Dengan premi yang sedemikian murahnya, sanggupkah perusahaan membayar klaim? Apakah cadangan klaim cukup? Bagaimana jika pada saat klaim terjadi, dana tidak cukup untuk membayar klaim? Nilai klaim mungkin melebihi prediksi. Atau klaim muncul lebih cepat daripada penumpukan cadangan premi. Siapa yang akan menanggung defisit dana ini? 

Akhirnya terjadilah praktik gali lubang tutup lubang. Cadangan premi lini usaha lain atau produk lain dipakai untuk menalangi kekurangan dana. Tidak cukup juga? Saatnya mencari pendanaan dari sumber lain.
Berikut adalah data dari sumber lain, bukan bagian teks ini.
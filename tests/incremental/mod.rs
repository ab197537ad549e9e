//! Incremental re-indexing against a full pass over the same files

use std::path::PathBuf;

use vuex_engine::parsing::DEFAULT_MAX_FILE_SIZE;
use vuex_engine::{EntryKind, IncrementalReindexer, IndexSnapshot};

use crate::common::test_repo::STORE_ENTRY;
use crate::common::{assert_entry, assert_no_entry, TestRepo};

fn reindex(repo: &TestRepo, previous: &IndexSnapshot, changed: &[PathBuf]) -> IndexSnapshot {
    let resolver = repo.resolver();
    IncrementalReindexer::new(&resolver, DEFAULT_MAX_FILE_SIZE)
        .reindex(previous, changed)
        .expect("reindex")
}

#[test]
fn test_empty_change_set_reproduces_previous() {
    let repo = TestRepo::new();
    repo.with_standard_store();
    let full = repo.index(STORE_ENTRY);

    let incremental = reindex(&repo, &full, &[]);
    assert_eq!(incremental.store, full.store);
    assert_eq!(incremental.graph, full.graph);
    assert_eq!(incremental.stats.files_parsed, 0);
    assert!(incremental.stats.visits_reused > 0);
}

#[test]
fn test_changed_module_matches_full_pass() {
    let repo = TestRepo::new();
    repo.with_standard_store();
    let before = repo.index(STORE_ENTRY);

    repo.add_file(
        "src/store/modules/profile.js",
        "export default {\n  state: { avatar: null, bio: '' },\n  mutations: {},\n}\n",
    );
    let changed = [repo.file("src/store/modules/profile.js")];
    let incremental = reindex(&repo, &before, &changed);
    let full = repo.index(STORE_ENTRY);

    assert_eq!(incremental.store, full.store);
    assert_entry(&incremental.store, EntryKind::State, "user/profile", "bio");
    assert_no_entry(&incremental.store, EntryKind::Mutation, "user/profile", "SET_AVATAR");
}

#[test]
fn test_unaffected_entries_are_unchanged() {
    let repo = TestRepo::new();
    repo.with_standard_store();
    let before = repo.index(STORE_ENTRY);

    repo.add_file(
        "src/store/modules/profile.js",
        "export default { state: { avatar: 'none' } }\n",
    );
    let after = reindex(&repo, &before, &[repo.file("src/store/modules/profile.js")]);

    let cart = |snapshot: &IndexSnapshot| {
        snapshot
            .store
            .iter()
            .filter(|e| e.module_path.segments().first().map(String::as_str) == Some("cart"))
            .cloned()
            .collect::<Vec<_>>()
    };
    assert!(!cart(&before).is_empty());
    assert_eq!(cart(&before), cart(&after));
}

#[test]
fn test_change_in_imported_constant_propagates() {
    let repo = TestRepo::new();
    repo.with_standard_store();
    let before = repo.index(STORE_ENTRY);

    let affected = IncrementalReindexer::new(&repo.resolver(), DEFAULT_MAX_FILE_SIZE)
        .affected_files(&before, &[repo.file("src/store/mutation-types.js")]);
    assert!(affected.contains(&repo.file("src/store/modules/user.js")));
    assert!(affected.contains(&repo.file(STORE_ENTRY)));

    repo.add_file(
        "src/store/mutation-types.js",
        "export const SET_NAME = 'SET_USER_NAME'\n",
    );
    let after = reindex(&repo, &before, &[repo.file("src/store/mutation-types.js")]);

    assert_entry(&after.store, EntryKind::Mutation, "user", "SET_USER_NAME");
    assert_no_entry(&after.store, EntryKind::Mutation, "user", "SET_NAME");
    // the root mutation is declared literally
    assert_entry(&after.store, EntryKind::Mutation, "", "SET_NAME");
}

#[test]
fn test_removed_module_file() {
    let repo = TestRepo::new();
    repo.with_standard_store();
    let before = repo.index(STORE_ENTRY);

    let removed = repo.remove_file("src/store/modules/profile.js");
    let after = reindex(&repo, &before, &[removed]);

    assert_no_entry(&after.store, EntryKind::State, "user/profile", "avatar");
    assert_entry(&after.store, EntryKind::State, "user", "name");
    assert_eq!(after.store, repo.index(STORE_ENTRY).store);
}

#[test]
fn test_file_no_longer_reached_contributes_nothing() {
    let repo = TestRepo::new();
    repo.with_standard_store();
    let before = repo.index(STORE_ENTRY);

    repo.add_file(
        "src/store/modules/user.js",
        "export default { namespaced: true, state: () => ({ name: '' }) }\n",
    );
    let after = reindex(&repo, &before, &[repo.file("src/store/modules/user.js")]);

    assert_no_entry(&after.store, EntryKind::State, "user/profile", "avatar");
    assert_no_entry(&after.store, EntryKind::Action, "user", "save");
    assert!(after
        .store
        .entries_in_file(&repo.file("src/store/modules/profile.js"))
        .next()
        .is_none());
}

#[test]
fn test_created_file_satisfies_unresolved_import() {
    let repo = TestRepo::new();
    repo.add_file(
        "store.js",
        "import settings from './settings'\nexport default createStore({ modules: { settings } })\n",
    );
    let before = repo.index("store.js");
    assert!(before.store.is_empty());

    repo.add_file(
        "settings.js",
        "export default { state: { theme: 'dark' } }\n",
    );
    let after = reindex(&repo, &before, &[repo.file("settings.js")]);

    assert_entry(&after.store, EntryKind::State, "settings", "theme");
    assert_eq!(after.store, repo.index("store.js").store);
}

#[test]
fn test_registered_module_change() {
    let repo = TestRepo::new();
    repo.add_file(
        "store.js",
        "import Vuex from 'vuex'\nimport stats from './stats'\nconst store = new Vuex.Store({})\nstore.registerModule('stats', stats)\nexport default store\n",
    )
    .add_file("stats.js", "export default { namespaced: true, actions: { track() {} } }\n");
    let before = repo.index("store.js");
    let track = assert_entry(&before.store, EntryKind::Action, "stats", "track");
    assert_eq!(track.runtime_key(), "stats/track");

    repo.add_file("stats.js", "export default { actions: { track() {}, flush() {} } }\n");
    let after = reindex(&repo, &before, &[repo.file("stats.js")]);

    let flush = assert_entry(&after.store, EntryKind::Action, "stats", "flush");
    assert_eq!(flush.runtime_key(), "flush");
    assert_eq!(after.store, repo.index("store.js").store);
}

#[test]
fn test_parent_namespacing_change_requalifies_registrations() {
    let repo = TestRepo::new();
    repo.add_file(
        "store.js",
        "import Vuex from 'vuex'\nimport a from './a'\nimport b from './b'\nexport default new Vuex.Store({ modules: { a, b } })\n",
    )
    .add_file("a.js", "export default { state: { open: false } }\n")
    .add_file(
        "b.js",
        "export default { state: {} }\nexport function install(store) {\n  store.registerModule(['a', 'x'], { mutations: { X() {} } })\n}\n",
    );
    let before = repo.index("store.js");
    let x = assert_entry(&before.store, EntryKind::Mutation, "a/x", "X");
    assert_eq!(x.runtime_key(), "X");

    // b.js does not depend on a.js, yet what it registers moves
    repo.add_file("a.js", "export default { namespaced: true, state: { open: false } }\n");
    let after = reindex(&repo, &before, &[repo.file("a.js")]);

    let x = assert_entry(&after.store, EntryKind::Mutation, "a/x", "X");
    assert_eq!(x.runtime_key(), "a/X");
    assert_eq!(after.store, repo.index("store.js").store);
}

#[test]
fn test_reindex_without_previous_pass_fails() {
    let repo = TestRepo::new();
    let resolver = repo.resolver();
    let result = IncrementalReindexer::new(&resolver, DEFAULT_MAX_FILE_SIZE)
        .reindex(&IndexSnapshot::empty(), &[]);
    assert!(result.is_err());
}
Misalnya pinjaman atau suntikan dana.

Thomas L. Wenck (1987) meyimpulkan dalam tulisannya di The Journal of Insurance Issues and Practices, Vol. 10, No. 2 halaman 35-48, premi asuransi yang tidak memadai menjadi salah satu sebab perusahaan asuransi tidak solven,tidak sehat keuangannya. Insolvensi perusahaan asuransi telah lebih dari 150 tahun menjadi subjek penelitian di Amerika Serikat. 

Selain harga asuransi yang tidak tepat, ada beberapa penyebab perusahaan asuransi insolven. Di antaranya adalah pencadangan yang kurang, investasi yang buruk dan peristiwa katastrofik.

Para guru Ekonometrika sering bilang “all econometrics models are wrong but some is useful”.

Meminjam kalimat guru ekonometrika, mari berpikir bahwa semua model dan konsep asuransi salah namun ada beberapa yang berguna. Salah satu konsep yang berguna adalah cost of risk.

Sekarang saatnya back to basic. Terapkan konsep cost of risk dengan benar.